[Collection entries]
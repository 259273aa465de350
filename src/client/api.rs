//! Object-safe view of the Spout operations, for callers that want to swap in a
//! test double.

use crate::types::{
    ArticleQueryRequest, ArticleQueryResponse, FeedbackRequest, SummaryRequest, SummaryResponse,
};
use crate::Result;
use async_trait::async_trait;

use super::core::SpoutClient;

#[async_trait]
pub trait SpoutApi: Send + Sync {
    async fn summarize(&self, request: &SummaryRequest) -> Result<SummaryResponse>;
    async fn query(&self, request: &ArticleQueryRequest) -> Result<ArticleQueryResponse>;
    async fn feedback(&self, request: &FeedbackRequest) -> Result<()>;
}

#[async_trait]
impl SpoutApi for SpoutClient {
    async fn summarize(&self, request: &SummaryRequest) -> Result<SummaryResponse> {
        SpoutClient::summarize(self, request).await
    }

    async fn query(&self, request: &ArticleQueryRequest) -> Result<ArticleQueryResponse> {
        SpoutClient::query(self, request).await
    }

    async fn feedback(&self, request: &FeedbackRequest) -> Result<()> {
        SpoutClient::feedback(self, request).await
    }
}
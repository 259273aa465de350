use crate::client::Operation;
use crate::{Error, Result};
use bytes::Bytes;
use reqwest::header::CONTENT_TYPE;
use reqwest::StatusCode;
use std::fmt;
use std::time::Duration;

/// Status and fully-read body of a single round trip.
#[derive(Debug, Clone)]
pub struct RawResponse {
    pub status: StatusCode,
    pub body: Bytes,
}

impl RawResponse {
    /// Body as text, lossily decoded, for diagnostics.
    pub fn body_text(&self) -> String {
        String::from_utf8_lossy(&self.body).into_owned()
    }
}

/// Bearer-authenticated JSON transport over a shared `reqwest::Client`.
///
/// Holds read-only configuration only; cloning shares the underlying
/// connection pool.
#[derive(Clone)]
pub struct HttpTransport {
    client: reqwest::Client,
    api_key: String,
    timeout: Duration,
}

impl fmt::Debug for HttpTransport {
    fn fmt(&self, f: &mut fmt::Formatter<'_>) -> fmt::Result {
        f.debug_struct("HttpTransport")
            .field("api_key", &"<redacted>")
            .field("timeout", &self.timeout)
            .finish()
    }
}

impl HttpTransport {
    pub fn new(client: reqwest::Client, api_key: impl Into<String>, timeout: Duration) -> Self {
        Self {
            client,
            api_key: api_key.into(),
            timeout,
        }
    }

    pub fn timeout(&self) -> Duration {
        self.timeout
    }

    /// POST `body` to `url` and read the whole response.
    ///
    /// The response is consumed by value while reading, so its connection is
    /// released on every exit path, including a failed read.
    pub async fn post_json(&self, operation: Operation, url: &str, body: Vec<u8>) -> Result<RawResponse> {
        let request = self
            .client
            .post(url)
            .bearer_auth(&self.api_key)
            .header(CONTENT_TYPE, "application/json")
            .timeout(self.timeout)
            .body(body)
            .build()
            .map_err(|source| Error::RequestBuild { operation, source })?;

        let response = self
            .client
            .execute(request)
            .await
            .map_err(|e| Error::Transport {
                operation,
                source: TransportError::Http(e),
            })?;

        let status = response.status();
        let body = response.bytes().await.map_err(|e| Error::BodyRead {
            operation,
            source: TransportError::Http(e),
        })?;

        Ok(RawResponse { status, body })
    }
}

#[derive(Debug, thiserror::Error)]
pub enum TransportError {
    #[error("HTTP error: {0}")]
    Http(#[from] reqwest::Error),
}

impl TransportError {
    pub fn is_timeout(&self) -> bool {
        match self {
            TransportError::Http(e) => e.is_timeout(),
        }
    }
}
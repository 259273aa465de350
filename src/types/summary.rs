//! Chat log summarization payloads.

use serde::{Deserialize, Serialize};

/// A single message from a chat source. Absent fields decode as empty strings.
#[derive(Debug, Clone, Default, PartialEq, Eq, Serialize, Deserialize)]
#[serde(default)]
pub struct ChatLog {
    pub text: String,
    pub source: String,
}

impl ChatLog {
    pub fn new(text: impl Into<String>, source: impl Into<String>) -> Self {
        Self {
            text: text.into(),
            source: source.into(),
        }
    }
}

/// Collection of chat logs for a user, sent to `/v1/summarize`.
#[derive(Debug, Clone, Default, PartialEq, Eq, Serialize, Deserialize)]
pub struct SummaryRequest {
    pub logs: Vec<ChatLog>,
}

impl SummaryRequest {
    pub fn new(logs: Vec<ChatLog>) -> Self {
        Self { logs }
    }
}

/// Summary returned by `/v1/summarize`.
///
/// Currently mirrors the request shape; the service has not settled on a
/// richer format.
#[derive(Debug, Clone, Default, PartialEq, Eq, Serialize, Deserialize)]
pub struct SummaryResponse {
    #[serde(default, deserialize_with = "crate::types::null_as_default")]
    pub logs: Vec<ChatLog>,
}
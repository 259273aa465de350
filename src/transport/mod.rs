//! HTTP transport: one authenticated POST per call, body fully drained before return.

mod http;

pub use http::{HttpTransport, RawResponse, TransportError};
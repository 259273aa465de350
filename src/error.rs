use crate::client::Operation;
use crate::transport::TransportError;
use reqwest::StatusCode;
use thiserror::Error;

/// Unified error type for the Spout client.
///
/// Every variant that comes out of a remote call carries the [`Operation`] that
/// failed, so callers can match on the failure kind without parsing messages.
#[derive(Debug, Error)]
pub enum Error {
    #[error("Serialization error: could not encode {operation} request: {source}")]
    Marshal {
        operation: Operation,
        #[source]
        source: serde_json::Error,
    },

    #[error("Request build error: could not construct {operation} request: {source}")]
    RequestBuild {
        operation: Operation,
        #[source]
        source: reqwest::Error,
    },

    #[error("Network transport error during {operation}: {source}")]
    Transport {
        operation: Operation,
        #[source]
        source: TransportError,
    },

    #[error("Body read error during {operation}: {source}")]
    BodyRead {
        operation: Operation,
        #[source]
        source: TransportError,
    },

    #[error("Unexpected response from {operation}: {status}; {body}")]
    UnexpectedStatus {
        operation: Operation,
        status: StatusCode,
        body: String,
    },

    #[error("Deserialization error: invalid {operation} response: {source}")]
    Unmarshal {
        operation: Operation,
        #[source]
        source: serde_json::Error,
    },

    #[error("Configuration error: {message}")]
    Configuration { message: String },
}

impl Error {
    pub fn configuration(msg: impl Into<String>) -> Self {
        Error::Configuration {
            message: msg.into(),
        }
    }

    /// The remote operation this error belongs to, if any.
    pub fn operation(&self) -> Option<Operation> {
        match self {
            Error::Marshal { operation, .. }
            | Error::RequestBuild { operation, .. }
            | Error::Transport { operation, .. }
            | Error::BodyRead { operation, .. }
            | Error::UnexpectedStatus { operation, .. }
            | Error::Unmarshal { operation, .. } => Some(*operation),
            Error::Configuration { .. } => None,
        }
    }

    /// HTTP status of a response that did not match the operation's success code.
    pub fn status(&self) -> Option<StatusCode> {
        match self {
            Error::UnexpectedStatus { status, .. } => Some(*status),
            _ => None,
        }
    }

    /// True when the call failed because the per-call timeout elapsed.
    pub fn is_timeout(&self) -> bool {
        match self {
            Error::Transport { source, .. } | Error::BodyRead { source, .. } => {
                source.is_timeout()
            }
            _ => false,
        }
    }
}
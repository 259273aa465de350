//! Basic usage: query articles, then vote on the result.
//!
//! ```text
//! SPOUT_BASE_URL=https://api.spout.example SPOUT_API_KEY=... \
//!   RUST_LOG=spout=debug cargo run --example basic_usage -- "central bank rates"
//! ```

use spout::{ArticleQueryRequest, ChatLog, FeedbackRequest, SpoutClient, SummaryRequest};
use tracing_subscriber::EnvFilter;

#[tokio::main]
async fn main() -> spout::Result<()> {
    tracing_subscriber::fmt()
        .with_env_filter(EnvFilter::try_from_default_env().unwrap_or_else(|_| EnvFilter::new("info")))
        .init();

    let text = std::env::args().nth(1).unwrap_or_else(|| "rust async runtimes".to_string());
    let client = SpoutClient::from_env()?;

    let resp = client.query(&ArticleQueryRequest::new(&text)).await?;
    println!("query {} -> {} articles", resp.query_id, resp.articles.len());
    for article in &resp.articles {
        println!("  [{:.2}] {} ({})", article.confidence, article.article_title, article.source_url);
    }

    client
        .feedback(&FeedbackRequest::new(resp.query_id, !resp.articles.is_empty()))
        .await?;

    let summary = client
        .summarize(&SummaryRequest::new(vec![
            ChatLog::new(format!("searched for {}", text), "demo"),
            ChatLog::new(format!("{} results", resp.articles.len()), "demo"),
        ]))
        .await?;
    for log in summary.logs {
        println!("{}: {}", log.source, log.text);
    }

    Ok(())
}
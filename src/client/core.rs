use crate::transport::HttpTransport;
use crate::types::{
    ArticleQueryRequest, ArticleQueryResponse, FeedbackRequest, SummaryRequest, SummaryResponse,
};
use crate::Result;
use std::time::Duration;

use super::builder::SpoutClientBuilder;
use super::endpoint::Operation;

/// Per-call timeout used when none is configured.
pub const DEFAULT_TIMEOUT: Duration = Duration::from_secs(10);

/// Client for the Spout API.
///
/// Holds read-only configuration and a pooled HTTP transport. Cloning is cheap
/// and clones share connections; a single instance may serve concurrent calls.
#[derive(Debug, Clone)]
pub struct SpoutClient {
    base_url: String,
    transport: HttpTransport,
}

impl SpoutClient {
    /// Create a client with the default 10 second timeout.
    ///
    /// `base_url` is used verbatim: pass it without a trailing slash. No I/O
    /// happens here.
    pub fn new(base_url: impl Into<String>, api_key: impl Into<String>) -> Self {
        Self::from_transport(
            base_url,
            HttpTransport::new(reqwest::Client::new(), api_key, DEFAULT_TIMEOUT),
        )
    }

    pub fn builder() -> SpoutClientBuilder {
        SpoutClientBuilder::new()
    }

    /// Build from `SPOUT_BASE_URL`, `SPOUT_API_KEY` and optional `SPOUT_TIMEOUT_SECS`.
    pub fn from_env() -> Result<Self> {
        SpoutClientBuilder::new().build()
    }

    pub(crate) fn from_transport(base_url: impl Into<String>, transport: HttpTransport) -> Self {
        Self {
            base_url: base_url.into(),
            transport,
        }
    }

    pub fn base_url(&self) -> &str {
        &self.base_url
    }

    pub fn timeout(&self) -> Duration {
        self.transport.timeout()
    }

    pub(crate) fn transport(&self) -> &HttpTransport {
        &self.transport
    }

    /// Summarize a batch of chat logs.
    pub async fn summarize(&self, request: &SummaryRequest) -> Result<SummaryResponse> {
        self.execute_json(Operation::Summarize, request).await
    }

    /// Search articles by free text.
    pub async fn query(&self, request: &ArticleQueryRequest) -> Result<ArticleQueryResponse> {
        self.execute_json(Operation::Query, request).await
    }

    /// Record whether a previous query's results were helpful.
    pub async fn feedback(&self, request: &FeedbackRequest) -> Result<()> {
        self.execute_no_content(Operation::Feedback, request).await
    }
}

### Instructions for the task:
Read through the records above and copy the lines that contain "core".

### Written response:
use super::core::SpoutClient;
filename src/client/core.rs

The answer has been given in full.